Comme la plupart de ceux qui organisent
le crime.
Comme les dirigeants des multinationales
qui jouent avec l’argent des actionnaires et se moquent des usagers aussi
bien que du bien public.
Parmi les douze "dignitaires" nazis
qui décidèrent de la création des camps d’extermination,
plus de la moitié avaient un doctorat.
Les événements qui
agitent et désolent le monde et la Suisse prouvent une fois encore
qu’un niveau élevé de formation ne garantit rien dans l’ordre
de l’éthique.
Pourquoi parler sans cesse de citoyenneté
si l’on refuse à l’école les moyens de former sérieusement
à des valeurs humaines et démocratiques ?
Ce n’est pas une question d’argent,
juste de priorité dans les programmes, de rupture avec l’accumulation
de savoirs disciplinaires.
Il y a plus grave.
Les événements récents
démontrent de façon dramatique qu’on peut prendre les citoyens
pour des imbéciles et avoir toutes les chances d’être plébiscité.
C’est ainsi que 90% des Américains soutiennent un président
dont l’histoire dira à coup sûr qu’il a précipité
la fracture entre le Nord et le Sud, entre le christianisme et l’islam,
entre les nantis et les déshérités. L’escalade de
la terreur est enclenchée sous les applaudissements d’un peuple
que la juste condamnation du terrorisme empêche de percevoir ses
causes profondes et la part de responsabilité des États-Unis.

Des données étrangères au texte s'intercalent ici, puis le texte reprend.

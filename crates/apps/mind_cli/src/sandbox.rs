//! Restricted evaluator for stored tool bodies.
//!
//! A body is a single directive that only sees the call's argument map:
//!
//! - `eval <param>` evaluates the argument as arithmetic over numbers, `+ - * /` and parentheses;
//! - `return <template>` returns the template with `${param}` placeholders filled in;
//! - `mock_summary <param>` returns a canned summary of the URL in the argument.

use platform_host::ToolDefinition;
use serde_json::{Map, Value};
use thiserror::Error;

const MAX_EXPRESSION_CHARS: usize = 100;

/// Tool run failures.
#[derive(Debug, Clone, PartialEq, Eq, Error)]
pub enum ToolExecutionError {
    /// The body is not a directive the evaluator understands.
    #[error("unsupported tool body: {0}")]
    UnsupportedBody(String),
    /// The body references an argument the call did not supply.
    #[error("missing argument `{0}`")]
    MissingArgument(String),
}

/// Runs `tool` with `arguments`.
///
/// Arithmetic problems are reported inside the returned value as an `Error: ...` string, the
/// way the tool itself would answer; only structural problems are errors.
///
/// # Errors
///
/// See [`ToolExecutionError`].
pub fn run_tool(
    tool: &ToolDefinition,
    arguments: &Map<String, Value>,
) -> Result<Value, ToolExecutionError> {
    let body = tool.code.trim();
    let (directive, rest) = body
        .split_once(char::is_whitespace)
        .map_or((body, ""), |(head, tail)| (head, tail.trim()));

    match directive {
        "eval" => {
            let expression = argument(arguments, single_param(rest, body)?)?;
            Ok(evaluate_expression(&expression))
        }
        "mock_summary" => {
            let url = argument(arguments, single_param(rest, body)?)?;
            Ok(Value::String(mock_summary(&url)))
        }
        "return" => fill_template(strip_literal(rest), arguments).map(Value::String),
        _ => Err(ToolExecutionError::UnsupportedBody(body.to_string())),
    }
}

/// Renders a tool result for the transcript.
pub fn display_result(value: &Value) -> String {
    match value {
        Value::String(text) => text.clone(),
        Value::Object(_) | Value::Array(_) => {
            serde_json::to_string_pretty(value).unwrap_or_else(|_| value.to_string())
        }
        other => other.to_string(),
    }
}

fn single_param<'a>(rest: &'a str, body: &str) -> Result<&'a str, ToolExecutionError> {
    let name = rest.trim_end_matches(';').trim();
    if is_identifier(name) {
        Ok(name)
    } else {
        Err(ToolExecutionError::UnsupportedBody(body.to_string()))
    }
}

fn is_identifier(raw: &str) -> bool {
    let mut chars = raw.chars();
    matches!(chars.next(), Some(c) if c.is_ascii_alphabetic() || c == '_')
        && chars.all(|c| c.is_ascii_alphanumeric() || c == '_')
}

fn argument(arguments: &Map<String, Value>, name: &str) -> Result<String, ToolExecutionError> {
    match arguments.get(name) {
        None | Some(Value::Null) => Err(ToolExecutionError::MissingArgument(name.to_string())),
        Some(Value::String(text)) => Ok(text.clone()),
        Some(other) => Ok(other.to_string()),
    }
}

fn strip_literal(raw: &str) -> &str {
    let raw = raw.trim().trim_end_matches(';').trim_end();
    for quote in ['`', '"', '\''] {
        if raw.len() >= 2 && raw.starts_with(quote) && raw.ends_with(quote) {
            return &raw[1..raw.len() - 1];
        }
    }
    raw
}

fn fill_template(
    template: &str,
    arguments: &Map<String, Value>,
) -> Result<String, ToolExecutionError> {
    let mut out = String::with_capacity(template.len());
    let mut rest = template;
    while let Some(start) = rest.find("${") {
        out.push_str(&rest[..start]);
        let after = &rest[start + 2..];
        let Some(end) = after.find('}') else {
            out.push_str(&rest[start..]);
            return Ok(out);
        };
        out.push_str(&argument(arguments, after[..end].trim())?);
        rest = &after[end + 1..];
    }
    out.push_str(rest);
    Ok(out)
}

fn mock_summary(url: &str) -> String {
    if url.contains("error") {
        return format!("MOCK Error: Could not fetch content from {url}");
    }
    let words = 100 + (url.len() * 37) % 500;
    format!(
        "MOCK Summary for {url}: This is a placeholder summary. The page discusses important \
         topics related to web content and kittens. Length: {words} words."
    )
}

fn evaluate_expression(expression: &str) -> Value {
    let allowed = |c: char| c.is_ascii_digit() || "+-*/.() \t\n\r".contains(c);
    if expression.chars().count() > MAX_EXPRESSION_CHARS || !expression.chars().all(allowed) {
        return Value::String("Error: Expression seems invalid or too complex.".to_string());
    }
    match ExpressionParser::new(expression).parse() {
        Ok(number) => number_value(number),
        Err(message) => Value::String(format!("Error: Invalid mathematical expression - {message}")),
    }
}

fn number_value(number: f64) -> Value {
    if number.fract() == 0.0 && number.abs() < 1e15 {
        return Value::from(number as i64);
    }
    serde_json::Number::from_f64(number)
        .map(Value::Number)
        .unwrap_or_else(|| Value::String(number.to_string()))
}

struct ExpressionParser<'a> {
    bytes: &'a [u8],
    pos: usize,
}

impl<'a> ExpressionParser<'a> {
    fn new(source: &'a str) -> Self {
        Self {
            bytes: source.as_bytes(),
            pos: 0,
        }
    }

    fn parse(mut self) -> Result<f64, String> {
        let value = self.sum()?;
        self.skip_spaces();
        if self.pos < self.bytes.len() {
            return Err(format!("unexpected `{}`", self.bytes[self.pos] as char));
        }
        if !value.is_finite() {
            return Err("result is not a finite number".to_string());
        }
        Ok(value)
    }

    fn sum(&mut self) -> Result<f64, String> {
        let mut value = self.product()?;
        while let Some(op) = self.eat_any(b"+-") {
            let rhs = self.product()?;
            value = if op == b'+' { value + rhs } else { value - rhs };
        }
        Ok(value)
    }

    fn product(&mut self) -> Result<f64, String> {
        let mut value = self.unary()?;
        while let Some(op) = self.eat_any(b"*/") {
            let rhs = self.unary()?;
            if op == b'/' && rhs == 0.0 {
                return Err("division by zero".to_string());
            }
            value = if op == b'*' { value * rhs } else { value / rhs };
        }
        Ok(value)
    }

    fn unary(&mut self) -> Result<f64, String> {
        match self.eat_any(b"+-") {
            Some(b'-') => Ok(-self.unary()?),
            Some(_) => self.unary(),
            None => self.atom(),
        }
    }

    fn atom(&mut self) -> Result<f64, String> {
        self.skip_spaces();
        if self.eat_any(b"(").is_some() {
            let value = self.sum()?;
            if self.eat_any(b")").is_none() {
                return Err("missing `)`".to_string());
            }
            return Ok(value);
        }
        let start = self.pos;
        while self.pos < self.bytes.len()
            && (self.bytes[self.pos].is_ascii_digit() || self.bytes[self.pos] == b'.')
        {
            self.pos += 1;
        }
        if start == self.pos {
            return Err("expected a number".to_string());
        }
        let literal = String::from_utf8_lossy(&self.bytes[start..self.pos]);
        literal
            .parse::<f64>()
            .map_err(|_| format!("malformed number `{literal}`"))
    }

    fn eat_any(&mut self, candidates: &[u8]) -> Option<u8> {
        self.skip_spaces();
        let next = *self.bytes.get(self.pos)?;
        if candidates.contains(&next) {
            self.pos += 1;
            Some(next)
        } else {
            None
        }
    }

    fn skip_spaces(&mut self) {
        while self.pos < self.bytes.len() && self.bytes[self.pos].is_ascii_whitespace() {
            self.pos += 1;
        }
    }
}

#[cfg(test)]
mod tests {
    use platform_host::{default_tool_definitions, ToolParameter};
    use pretty_assertions::assert_eq;
    use serde_json::json;

    use super::*;

    fn tool(code: &str) -> ToolDefinition {
        ToolDefinition {
            id: "t".to_string(),
            tool_name: "probe".to_string(),
            description: "probe".to_string(),
            parameters: vec![ToolParameter {
                name: "x".to_string(),
                param_type: "string".to_string(),
                description: "input".to_string(),
            }],
            code: code.to_string(),
        }
    }

    fn args(value: Value) -> Map<String, Value> {
        value.as_object().cloned().unwrap_or_default()
    }

    fn default_tool(name: &str) -> ToolDefinition {
        default_tool_definitions()
            .into_iter()
            .find(|t| t.tool_name == name)
            .expect("default tool")
    }

    #[test]
    fn calculator_evaluates_with_precedence() {
        let calculator = default_tool("calculator");
        assert_eq!(
            run_tool(&calculator, &args(json!({"expression": "2+2*3"}))),
            Ok(json!(8))
        );
        assert_eq!(
            run_tool(&calculator, &args(json!({"expression": "(1 + 2) / 4"}))),
            Ok(json!(0.75))
        );
        assert_eq!(
            run_tool(&calculator, &args(json!({"expression": "-3 * -(2)"}))),
            Ok(json!(6))
        );
    }

    #[test]
    fn calculator_answers_bad_input_with_error_text() {
        let calculator = default_tool("calculator");
        assert_eq!(
            run_tool(&calculator, &args(json!({"expression": "alert(1)"}))),
            Ok(json!("Error: Expression seems invalid or too complex."))
        );
        assert_eq!(
            run_tool(&calculator, &args(json!({"expression": "1".repeat(101)}))),
            Ok(json!("Error: Expression seems invalid or too complex."))
        );
        let Ok(Value::String(text)) = run_tool(&calculator, &args(json!({"expression": "1/0"})))
        else {
            panic!("expected error text");
        };
        assert!(text.starts_with("Error: Invalid mathematical expression - "));
        assert!(matches!(
            run_tool(&calculator, &args(json!({"expression": "2+"}))),
            Ok(Value::String(_))
        ));
    }

    #[test]
    fn mock_summary_reports_error_urls() {
        let summarize = default_tool("fetchAndSummarizeUrl");
        assert_eq!(
            run_tool(&summarize, &args(json!({"url": "https://error.test"}))),
            Ok(json!("MOCK Error: Could not fetch content from https://error.test"))
        );
        let Ok(Value::String(text)) = run_tool(&summarize, &args(json!({"url": "https://a.b"})))
        else {
            panic!("expected summary");
        };
        assert!(text.starts_with("MOCK Summary for https://a.b:"));
    }

    #[test]
    fn return_templates_fill_placeholders() {
        assert_eq!(
            run_tool(&tool("return `Hello, ${x}!`;"), &args(json!({"x": "Ada"}))),
            Ok(json!("Hello, Ada!"))
        );
        assert_eq!(
            run_tool(&tool("return ${x} squared"), &args(json!({"x": 3}))),
            Ok(json!("3 squared"))
        );
    }

    #[test]
    fn structural_problems_are_errors() {
        assert_eq!(
            run_tool(&tool("return ${y}"), &args(json!({"x": "1"}))),
            Err(ToolExecutionError::MissingArgument("y".to_string()))
        );
        assert_eq!(
            run_tool(&tool("eval x"), &Map::new()),
            Err(ToolExecutionError::MissingArgument("x".to_string()))
        );
        assert_eq!(
            run_tool(&tool("fetch('http://x')"), &Map::new()),
            Err(ToolExecutionError::UnsupportedBody("fetch('http://x')".to_string()))
        );
        assert!(matches!(
            run_tool(&tool("eval 1+1"), &Map::new()),
            Err(ToolExecutionError::UnsupportedBody(_))
        ));
    }

    #[test]
    fn results_display_like_the_transcript_expects() {
        assert_eq!(display_result(&json!("ok")), "ok");
        assert_eq!(display_result(&json!(14)), "14");
        assert_eq!(display_result(&json!({"a": 1})), "{\n  \"a\": 1\n}");
    }
}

Ben Laden n’est qu’un symptôme d’un monde injuste, que la politique
des pays nantis reproduit.
À quoi sert l’école
américaine si l’émotion et le nationalisme étouffent
le jugement chez tant des gens instruits ?
Balayons devant notre porte.
La déconfiture de Swissair,
comme la déroute des chemins de fer privatisés en Grande-Bretagne,
met en évidence l’échec du libéralisme lorsque le
bien public est en jeu. Le patron du Crédit suisse veut privatiser
l’éducation et la santé, alors que l’économie privée
donne un spectacle lamentable et scandaleux dans le domaine des transports.
Or, que font les électeurs, dont on jette les impôts dans
un gouffre sans fond ? Que font les petits actionnaires floués,
les usagers truandés, les personnels traités comme du bétail
? Nombre d’entre eux votent à droite à la prochaine occasion,
comme les dernières élections genevoises le prouvent. Les
petites gens portent et maintiennent au pouvoir des partis qui soutiennent
les responsables directs de leurs malheurs.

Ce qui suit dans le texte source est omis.